As recorded elsewhere, flags, and the use and misuse of them, were a reoccurring motif throughout the period immediately prior to, and during, the European Intervention in Crete.
According to the “San Fransisco Call”, Volume 80, Number 75, 14 August 1896, the ‘Provisional Government of Crete’ had chosen their new flag. Ignoring the fact that body in question was probably the one called ‘The General Revolutionary Assembly of the Cretans’ and that they didn’t have a state for the flag, it does illustrate the fluid nature of the Cretan Christians’ political claims during this era.

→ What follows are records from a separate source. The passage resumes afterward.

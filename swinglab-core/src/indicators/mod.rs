//! Concrete indicator implementations.
//!
//! All indicators implement the `Indicator` trait below. They are
//! precomputed once before the bar loop and fed per-bar into the decision
//! path via `IndicatorValues`.
//!
//! Multi-series indicators (Bollinger, Donchian) are exposed as separate
//! named instances per band, keeping the single-series trait unchanged.

pub mod adx;
pub mod bollinger;
pub mod donchian;
pub mod snapshot;
pub mod stochastic;

pub use adx::Adx;
pub use bollinger::{Bollinger, BollingerBand};
pub use donchian::{Donchian, DonchianBand};
pub use snapshot::IndicatorSnapshot;
pub use stochastic::Stochastic;

use crate::domain::Bar;
use std::collections::HashMap;

/// Trait for indicators.
///
/// Indicators take a full bar series and produce a numeric output series of
/// the same length. The first `lookback()` values should be `f64::NAN`
/// (warmup).
///
/// # Look-ahead contamination guard
/// No indicator value at bar t may depend on price data from bar t+1 or
/// later.
pub trait Indicator: Send + Sync {
    /// Human-readable name (e.g., "stoch_d_14_3_3", "adx_14").
    fn name(&self) -> &str;

    /// Number of bars needed before the indicator produces valid output.
    fn lookback(&self) -> usize;

    /// Compute the indicator for the entire bar series.
    ///
    /// Returns a `Vec<f64>` of the same length as `bars`.
    /// The first `lookback()` values should be `f64::NAN`.
    fn compute(&self, bars: &[Bar]) -> Vec<f64>;
}

/// Container for precomputed indicator values.
///
/// Built once before the bar loop, then queried by bar index during the loop.
#[derive(Debug, Clone, Default)]
pub struct IndicatorValues {
    series: HashMap<String, Vec<f64>>,
}

impl IndicatorValues {
    pub fn new() -> Self {
        Self::default()
    }

    /// Insert a named indicator series.
    pub fn insert(&mut self, name: impl Into<String>, values: Vec<f64>) {
        self.series.insert(name.into(), values);
    }

    /// Get the indicator value at a specific bar index.
    pub fn get(&self, name: &str, bar_index: usize) -> Option<f64> {
        self.series
            .get(name)
            .and_then(|v| v.get(bar_index).copied())
    }

    /// Like `get`, but NaN (warmup) collapses to None.
    pub fn get_ready(&self, name: &str, bar_index: usize) -> Option<f64> {
        self.get(name, bar_index).filter(|v| !v.is_nan())
    }

    /// Get the full series for a named indicator.
    pub fn get_series(&self, name: &str) -> Option<&[f64]> {
        self.series.get(name).map(|v| v.as_slice())
    }

    /// Number of indicator series stored.
    pub fn len(&self) -> usize {
        self.series.len()
    }

    pub fn is_empty(&self) -> bool {
        self.series.is_empty()
    }
}

/// Precompute a set of indicators over one bar series.
pub fn precompute(bars: &[Bar], indicators: &[Box<dyn Indicator>]) -> IndicatorValues {
    let mut values = IndicatorValues::new();
    for ind in indicators {
        values.insert(ind.name().to_string(), ind.compute(bars));
    }
    values
}

/// The longest warmup across a set of indicators.
pub fn max_lookback(indicators: &[Box<dyn Indicator>]) -> usize {
    indicators.iter().map(|i| i.lookback()).max().unwrap_or(0)
}

/// Create synthetic bars from close prices for testing.
///
/// Generates plausible OHLV: open = prev_close (or close for first bar),
/// high = max(open,close) + 1.0, low = min(open,close) - 1.0, volume = 1000.
#[cfg(test)]
pub fn make_bars(closes: &[f64]) -> Vec<Bar> {
    let base_date = chrono::NaiveDate::from_ymd_opt(2021, 1, 4).unwrap();
    closes
        .iter()
        .enumerate()
        .map(|(i, &close)| {
            let open = if i == 0 { close } else { closes[i - 1] };
            let high = open.max(close) + 1.0;
            let low = open.min(close) - 1.0;
            Bar {
                symbol: "TEST".to_string(),
                date: base_date + chrono::Duration::days(i as i64),
                open,
                high,
                low,
                close,
                volume: 1000,
            }
        })
        .collect()
}

/// Assert two f64 values are approximately equal (within epsilon).
#[cfg(test)]
pub fn assert_approx(actual: f64, expected: f64, epsilon: f64) {
    assert!(
        (actual - expected).abs() < epsilon,
        "assert_approx failed: actual={actual}, expected={expected}, diff={}, epsilon={epsilon}",
        (actual - expected).abs()
    );
}

/// Default epsilon for indicator tests.
#[cfg(test)]
pub const DEFAULT_EPSILON: f64 = 1e-10;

The Central Political Committee of Crete, set up in 1895 which morphed into ‘The General Revolutionary Assembly of the Cretans’ in 1896, was NOT seeking enosis, union with Greece, but rather autonomy within the Ottoman Empire. (Had they been seeking enosis, there would have been no call or need for a flag other than that of Greece, since Crete would not have been a state in its own right.) In the end, the abortive uprising of 1896 petered out with the usual atrocities being committed by both sides. It did however, result in the replacement of the existing, Christian, Governor by a more hard-line Muslim It also brought forth a proposed new Constitution for the island as well as guarantees of more public jobs for Cretan Christians and the re-organisation of the Gendarmerie under European officers.
By early 1897 though, the proposed settlement had collapsed amid accusations of bad faith by both Christians and Muslims, resulting in a further insurrection by Cretan Christians, the attempted annexation of Crete by Greek troops, and the Intervention by the European Powers.
In the turmoil that followed, the proposal for this new flag was quietly forgotten.